The mucosa-associated microbiota appears to be highly relevant to host–microbe interactions in the gastrointestinal (GI) tract. Thus, precise characterisation of the mucosa-associated microbiota may provide important insights for diagnostic and therapeutic development. However, for technical reasons, mucosal biopsies taken during standard endoscopic procedures are potentially contaminated by GI luminal contents.Aim
To develop and validate a biopsy device that minimises contamination during sampling of the mucosa-associated microbiota.Methods
A new, encased biopsy forceps was developed, the Brisbane Aseptic Biopsy Device (BABD). This comprises sterile forceps encased by a sheath with a plug at the tip, allowing targeted, aseptic sampling of the mucosa. Matched duodenal biopsies were obtained using the BABD, standard biopsy forceps, and a sterile brush, from patients undergoing upper GI endoscopy for iron deficiency (n = 6).
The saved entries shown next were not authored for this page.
//! Plugin Test Utilities
//!
//! Fixture modules, hook-counting plugins and an in-memory module loader
//! shared by the plugin test suites.

use crate::plugin::category::CategoryPath;
use crate::plugin::error::DiscoveryError;
use crate::plugin::loader::ModuleLoader;
use crate::plugin::record::PluginRef;
use crate::plugin::traits::Plugin;
use crate::plugin::types::PluginModule;
use std::collections::HashMap;
use std::path::{Path, PathBuf};
use std::sync::atomic::{AtomicUsize, Ordering};
use std::sync::Arc;

/// Names of records, in order
pub fn names(records: &[PluginRef]) -> Vec<String> {
    records.iter().map(|r| r.name().to_string()).collect()
}

/// Sorted names of records
pub fn sorted_names(records: &[PluginRef]) -> Vec<String> {
    let mut names = names(records);
    names.sort();
    names
}

macro_rules! fixture_plugin {
    ($name:ident) => {
        #[derive(Debug, Default)]
        pub struct $name;

        impl Plugin for $name {}
    };
    ($name:ident, [$($category:expr),*]) => {
        #[derive(Debug, Default)]
        pub struct $name;

        impl Plugin for $name {
            fn categories(&self) -> Vec<CategoryPath> {
                vec![$(CategoryPath::from($category)),*]
            }
        }
    };
}

fixture_plugin!(BarePlugin1);
fixture_plugin!(BarePlugin2);
fixture_plugin!(BusyPlugin1);
fixture_plugin!(BusyPlugin2);
fixture_plugin!(BaseTextFilter, ["text_filter"]);
fixture_plugin!(BaseFileLocator, ["file_locator"]);
fixture_plugin!(UncategorizedTextFilter, ["text_filter"]);
fixture_plugin!(MarkdownTextFilter, ["text_filter", "markdown"]);
fixture_plugin!(MarkdownFileLocator, ["file_locator", "markdown"]);

/// Two uncategorized plugins
pub fn bare_plugins() -> PluginModule {
    PluginModule::new("bare_plugins")
        .plugin::<BarePlugin1>("BarePlugin1")
        .plugin::<BarePlugin2>("BarePlugin2")
}

/// Two plugins among a re-exported plugin and a helper item
pub fn busy_plugins() -> PluginModule {
    PluginModule::new("busy_plugins")
        .reexport::<BarePlugin1>("BarePlugin1", "bare_plugins")
        .plugin::<BusyPlugin1>("BusyPlugin1")
        .plugin::<BusyPlugin2>("BusyPlugin2")
        .item("HelperClass")
}

/// Plugins declaring overlapping categories
pub fn categorized_plugins() -> PluginModule {
    PluginModule::new("categorized_plugins")
        .plugin::<BaseTextFilter>("BaseTextFilter")
        .plugin::<BaseFileLocator>("BaseFileLocator")
        .plugin::<UncategorizedTextFilter>("UncategorizedTextFilter")
        .plugin::<MarkdownTextFilter>("MarkdownTextFilter")
        .plugin::<MarkdownFileLocator>("MarkdownFileLocator")
}

/// A module exporting nothing loadable
pub fn no_plugins() -> PluginModule {
    PluginModule::new("no_plugins").item("helper")
}

/// Shared enable/disable hook counts
#[derive(Debug, Clone, Default)]
pub struct HookCounter {
    enables: Arc<AtomicUsize>,
    disables: Arc<AtomicUsize>,
}

impl HookCounter {
    pub fn enables(&self) -> usize {
        self.enables.load(Ordering::SeqCst)
    }

    pub fn disables(&self) -> usize {
        self.disables.load(Ordering::SeqCst)
    }
}

/// Plugin whose hook calls can be observed after it is boxed
#[derive(Debug)]
pub struct TrackedPlugin {
    name: String,
    counter: HookCounter,
}

impl TrackedPlugin {
    pub fn new(name: &str) -> Self {
        Self {
            name: name.to_string(),
            counter: HookCounter::default(),
        }
    }

    pub fn counter(&self) -> HookCounter {
        self.counter.clone()
    }
}

impl Plugin for TrackedPlugin {
    fn name(&self) -> String {
        self.name.clone()
    }

    fn on_enable(&mut self) {
        self.counter.enables.fetch_add(1, Ordering::SeqCst);
    }

    fn on_disable(&mut self) {
        self.counter.disables.fetch_add(1, Ordering::SeqCst);
    }
}

/// In-memory stand-in for the shared library loader
///
/// Each registered module is backed by a real (empty) `.mod` file so
/// directory scanning behaves as it does for libraries.
#[derive(Default)]
pub struct FakeLoader {
    modules: HashMap<PathBuf, Option<fn() -> PluginModule>>,
}

impl FakeLoader {
    pub const EXTENSION: &'static str = "mod";

    pub fn new() -> Self {
        Self::default()
    }

    /// Serve `builder`'s module for `dir/file`
    pub fn with_module(mut self, dir: &Path, file: &str, builder: fn() -> PluginModule) -> Self {
        let path = dir.join(file);
        std::fs::write(&path, b"").expect("failed to create fixture file");
        self.modules.insert(path, Some(builder));
        self
    }

    /// Make `dir/file` fail to load
    pub fn with_broken(mut self, dir: &Path, file: &str) -> Self {
        let path = dir.join(file);
        std::fs::write(&path, b"").expect("failed to create fixture file");
        self.modules.insert(path, None);
        self
    }
}

impl ModuleLoader for FakeLoader {
    fn load(&self, path: &Path) -> Result<PluginModule, DiscoveryError> {
        match self.modules.get(path) {
            Some(Some(builder)) => Ok(builder()),
            Some(None) => Err(DiscoveryError::LoadFailed {
                path: path.to_path_buf(),
                reason: "syntax error".to_string(),
            }),
            None => Err(DiscoveryError::NotFound {
                path: path.to_path_buf(),
            }),
        }
    }

    fn accepts(&self, path: &Path) -> bool {
        path.extension().is_some_and(|ext| ext == Self::EXTENSION)
    }
}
Total genomic deoxyribonucleic acid (gDNA) was extracted from samples and bacterial 16S rRNA gene libraries sequenced to investigate the mucosa-associated microbiota.Results
Microbial DNA was recovered from biopsies obtained by the BABD, confirming the presence of a duodenal mucosa-associated microbiota. This microbiota was dominated by the genus Streptococcus, with lower levels of Prevotella, Veillonella and Neisseria. At the individual patient level, substantial differences were observed between matched samples obtained using the different devices. A greater degree of bacterial diversity was observed in samples collected using the standard forceps, indicating the BABD affords collection of samples more representative of the mucosa-associated microbiota, by precluding luminal cross-contamination.Conclusions
Cross-contamination can occur when mucosal biopsies are taken during standard endoscopic procedures. Utilising the novel Brisbane Aseptic Biopsy Device can reduce cross-contamination, and it offers improved opportunities to more precisely examine host–mucosa-associated microbiota interactions.